The thesis I'm bringing is that LLM based tools which are getting better and better at writing code snippets, reading and compiling from unstructured data source can be (and should be) used as a new automation level in operational excellence. On the OPEX/CAPEX spectrum, such tools allow us to close the gap between manual incident mitigation and automated mitigation:

LLM agents can be seen as a new tool for operational teams, serving as helpers for mitigating low-impact issues while software engineers focus most of their attention on higher-impact work during busy on-call rotations.

When writing a mitigation script would have taken a couple of hours in the past (with proper testing, edge case handling, etc.), LLM agents can give engineers a head start. They write the boilerplate, handle the core business logic of the script, and generate data for script testing before oncall can validate and execute it in a production environment. For an issue that impacts only a few user a month, the oncall Engineer may never had the time to investigate the issue. Or if they could investigate the issue, they may have judged that performing a mitigation or fix would be too much effort compared to the impact, thus leaving the issue unmitigated or partially mitigated.

Another task that takes time for software engineers is the process of following loosely defined SOPs. These SOPs are can sometime be vague, and require investigation work (otherwise they would have been automated sic). With proper guardrails, some investigation SOPs (checking multiple log streams, databases, API endpoints…) can now be half-automated. The LLM agent to do most of the legwork of combining unstructured data sources, summarizing issues, bucketizing problems, and report the findings to the oncall. In this case, the LLM serves as an approximate interpreter of the SOP, something that was qualitatively impossible in the past.

Note that high-impact operational work still benefit from GenAI tools (and for similar reasons). The point I'm making here is, by reducing the cost of investigating, analyzing and mitigating low-impact issues, LLM may be a tool that ultimately improve the overall software operational quality for high TPS systems. Such systems, often accumulate over time a big backlog of detected, but unmitigated bugs, which if were fully tackled would generally improve the service quality in a measurable way.

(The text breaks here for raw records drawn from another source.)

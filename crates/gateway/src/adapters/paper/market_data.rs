//! Replay market data
//!
//! Serves bars held in memory. Tests and paper sessions push bars one at a
//! time to move the visible history forward.

use std::sync::Arc;

use async_trait::async_trait;
use dashmap::DashMap;
use meridian_core::{Bar, Quote, Symbol};
use meridian_ports::{DataError, DataResult, MarketData};

#[derive(Clone, Default)]
pub struct ReplayMarketData {
    bars: Arc<DashMap<Symbol, Vec<Bar>>>,
    failures: Arc<DashMap<Symbol, DataError>>,
}

impl ReplayMarketData {
    pub fn new() -> Self {
        Self::default()
    }

    /// Builder: Load a full series for `symbol`
    pub fn with_bars(self, symbol: impl Into<Symbol>, bars: Vec<Bar>) -> Self {
        self.set_bars(symbol, bars);
        self
    }

    /// Replace the series for `symbol` (kept in timestamp order)
    pub fn set_bars(&self, symbol: impl Into<Symbol>, mut bars: Vec<Bar>) {
        bars.sort_by_key(|b| b.timestamp);
        self.bars.insert(symbol.into(), bars);
    }

    /// Append one bar to the end of the series
    pub fn push_bar(&self, symbol: impl Into<Symbol>, bar: Bar) {
        self.bars.entry(symbol.into()).or_default().push(bar);
    }

    pub fn last_bar(&self, symbol: &str) -> Option<Bar> {
        self.bars.get(symbol).and_then(|b| b.last().cloned())
    }

    pub fn symbols(&self) -> Vec<Symbol> {
        let mut symbols: Vec<Symbol> = self.bars.iter().map(|e| e.key().clone()).collect();
        symbols.sort();
        symbols
    }

    /// Make every fetch for `symbol` fail with `error`
    pub fn fail_symbol(&self, symbol: impl Into<Symbol>, error: DataError) {
        self.failures.insert(symbol.into(), error);
    }

    pub fn clear_failure(&self, symbol: &str) {
        self.failures.remove(symbol);
    }

    fn check_failure(&self, symbol: &str) -> DataResult<()> {
        match self.failures.get(symbol) {
            Some(error) => Err(error.value().clone()),
            None => Ok(()),
        }
    }
}

#[async_trait]
impl MarketData for ReplayMarketData {
    /// Up to `lookback` most recent bars; fewer when the series is shorter
    async fn fetch_bars(&self, symbol: &str, lookback: usize) -> DataResult<Vec<Bar>> {
        self.check_failure(symbol)?;
        let series = self
            .bars
            .get(symbol)
            .ok_or_else(|| DataError::UnknownSymbol(symbol.to_string()))?;
        let start = series.len().saturating_sub(lookback);
        Ok(series[start..].to_vec())
    }

    async fn fetch_quote(&self, symbol: &str) -> DataResult<Quote> {
        self.check_failure(symbol)?;
        let bar = self
            .last_bar(symbol)
            .ok_or_else(|| DataError::UnknownSymbol(symbol.to_string()))?;
        Ok(Quote {
            symbol: symbol.to_string(),
            price: bar.close,
            bid: None,
            ask: None,
            volume: bar.volume,
            timestamp: bar.timestamp,
        })
    }
}
use rust_decimal::Decimal;
use serde::{Deserialize, Serialize};

use crate::values::{Price, Quantity, Symbol, Timestamp};

/// An open long position held by one strategy in one symbol
///
/// Only entry state is stored; P&L figures are derived from a mark price.
#[derive(Debug, Clone, PartialEq, Eq, Serialize, Deserialize)]
pub struct Position {
    /// Strategy that owns this position
    pub strategy_id: String,
    /// Symbol being held
    pub symbol: Symbol,
    /// Open share count (always positive)
    pub shares: Quantity,
    /// Average entry price
    pub entry_price: Price,
    /// When the position was opened
    pub entry_time: Timestamp,
    /// Protective stop level
    pub stop_loss: Option<Price>,
    /// Profit target level
    pub take_profit: Option<Price>,
}

impl Position {
    /// Market value at a mark price
    pub fn market_value(&self, mark: Price) -> Decimal {
        self.shares * mark
    }

    /// Cost basis at entry
    pub fn cost_basis(&self) -> Decimal {
        self.shares * self.entry_price
    }

    /// Unrealized PnL at a mark price
    pub fn unrealized_pnl(&self, mark: Price) -> Decimal {
        self.shares * (mark - self.entry_price)
    }

    /// Unrealized PnL as a percentage of entry
    pub fn pnl_pct(&self, mark: Price) -> Decimal {
        if self.entry_price.is_zero() {
            return Decimal::ZERO;
        }
        (mark - self.entry_price) / self.entry_price * Decimal::ONE_HUNDRED
    }

    /// Dollars lost if the stop is hit (zero without a stop)
    pub fn risk_amount(&self) -> Decimal {
        self.stop_loss
            .map(|stop| (self.entry_price - stop).abs() * self.shares)
            .unwrap_or(Decimal::ZERO)
    }
}

#[cfg(test)]
mod tests {
    use super::*;
    use chrono::Utc;
    use rust_decimal_macros::dec;

    fn position(stop: Option<Decimal>) -> Position {
        Position {
            strategy_id: "ma_crossover".to_string(),
            symbol: "AAPL".to_string(),
            shares: dec!(100),
            entry_price: dec!(50),
            entry_time: Utc::now(),
            stop_loss: stop,
            take_profit: None,
        }
    }

    #[test]
    fn test_derived_pnl() {
        let pos = position(None);
        assert_eq!(pos.unrealized_pnl(dec!(55)), dec!(500));
        assert_eq!(pos.pnl_pct(dec!(55)), dec!(10));
        assert_eq!(pos.market_value(dec!(55)), dec!(5500));
    }

    #[test]
    fn test_risk_amount_uses_entry_to_stop_distance() {
        assert_eq!(position(Some(dec!(48))).risk_amount(), dec!(200));
        assert_eq!(position(None).risk_amount(), Decimal::ZERO);
    }
}
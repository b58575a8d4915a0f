use chrono::{DateTime, Utc};
use rust_decimal::Decimal;

/// Price value - uses Decimal for precision
/// Future: could become a newtype with validation (non-negative, tick size)
pub type Price = Decimal;

/// Quantity value - whole shares for equities, kept as Decimal for arithmetic
pub type Quantity = Decimal;

/// Timestamp in UTC
pub type Timestamp = DateTime<Utc>;

/// Ticker symbol for a tradeable instrument
pub type Symbol = String;

/// Identifier of a configured strategy (e.g. "ma_crossover")
pub type StrategyId = String;
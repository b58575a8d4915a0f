//! Meridian Signal Generation
//!
//! Turns per-symbol OHLCV history into trade signals:
//! - Technical indicators over `f64` series
//! - Regime and volume analysis
//! - Strategy variants behind a pure `Strategy` trait
//! - `SignalGenerator` that wraps decisions into `Signal`s
//!
//! ## Architecture
//!
//! ```text
//!  MarketData ──► Vec<Bar> ──► FeatureSnapshot
//!                                   │
//!                    ┌──────────────┼──────────────┐
//!                    ▼              ▼              ▼
//!               indicators      analysis      StrategyParams
//!                    │              │              │ build()
//!                    └──────► Strategy::evaluate ◄─┘
//!                                   │ Decision
//!                                   ▼
//!                            SignalGenerator ──► Signal | HOLD
//! ```
//!
//! ## Usage
//!
//! ```rust,ignore
//! use meridian_strategy::{FeatureSnapshot, SignalGenerator, StrategyParams};
//!
//! let snapshot = FeatureSnapshot::new("AAPL", bars);
//! let signal = SignalGenerator::default().generate("trend", &snapshot, &StrategyParams::default())?;
//! ```

pub mod analysis;
pub mod breakout;
pub mod crossover;
pub mod error;
pub mod features;
pub mod generator;
pub mod indicators;
pub mod mean_reversion;
pub mod momentum;
pub mod multi_timeframe;
pub mod params;
pub mod rsi_reversion;
pub mod strategy;

pub use analysis::{MarketRegime, RegimeReading, VolumeReading, VolumeSignal, analyze_volume, detect_regime};
pub use breakout::{BreakoutConfig, VolatilityBreakout};
pub use crossover::{CrossoverConfig, MaCrossover};
pub use error::{Result, SignalError};
pub use features::{FeatureSnapshot, IndicatorSnapshot};
pub use generator::SignalGenerator;
pub use mean_reversion::{MeanReversion, MeanReversionConfig};
pub use momentum::{Momentum, MomentumConfig, QuickTest, QuickTestConfig};
pub use multi_timeframe::{MultiTimeframe, MultiTimeframeConfig};
pub use params::StrategyParams;
pub use rsi_reversion::{RsiConfig, RsiReversion};
pub use strategy::{Decision, Strategy};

Finally, please consider that I'm not advocating in leaving LLM agents loose access to production environment. Before adding any agent to their workflow, teams should assess their security posture, especially in the new class of security issues that LLM agents bring security engineering. Further, as an industry, we should recognize that LLM tools are not always a net productivity gain, and the same should apply when designing an agent optimized for on-call. Hopefully good engineering practices will emerge with time.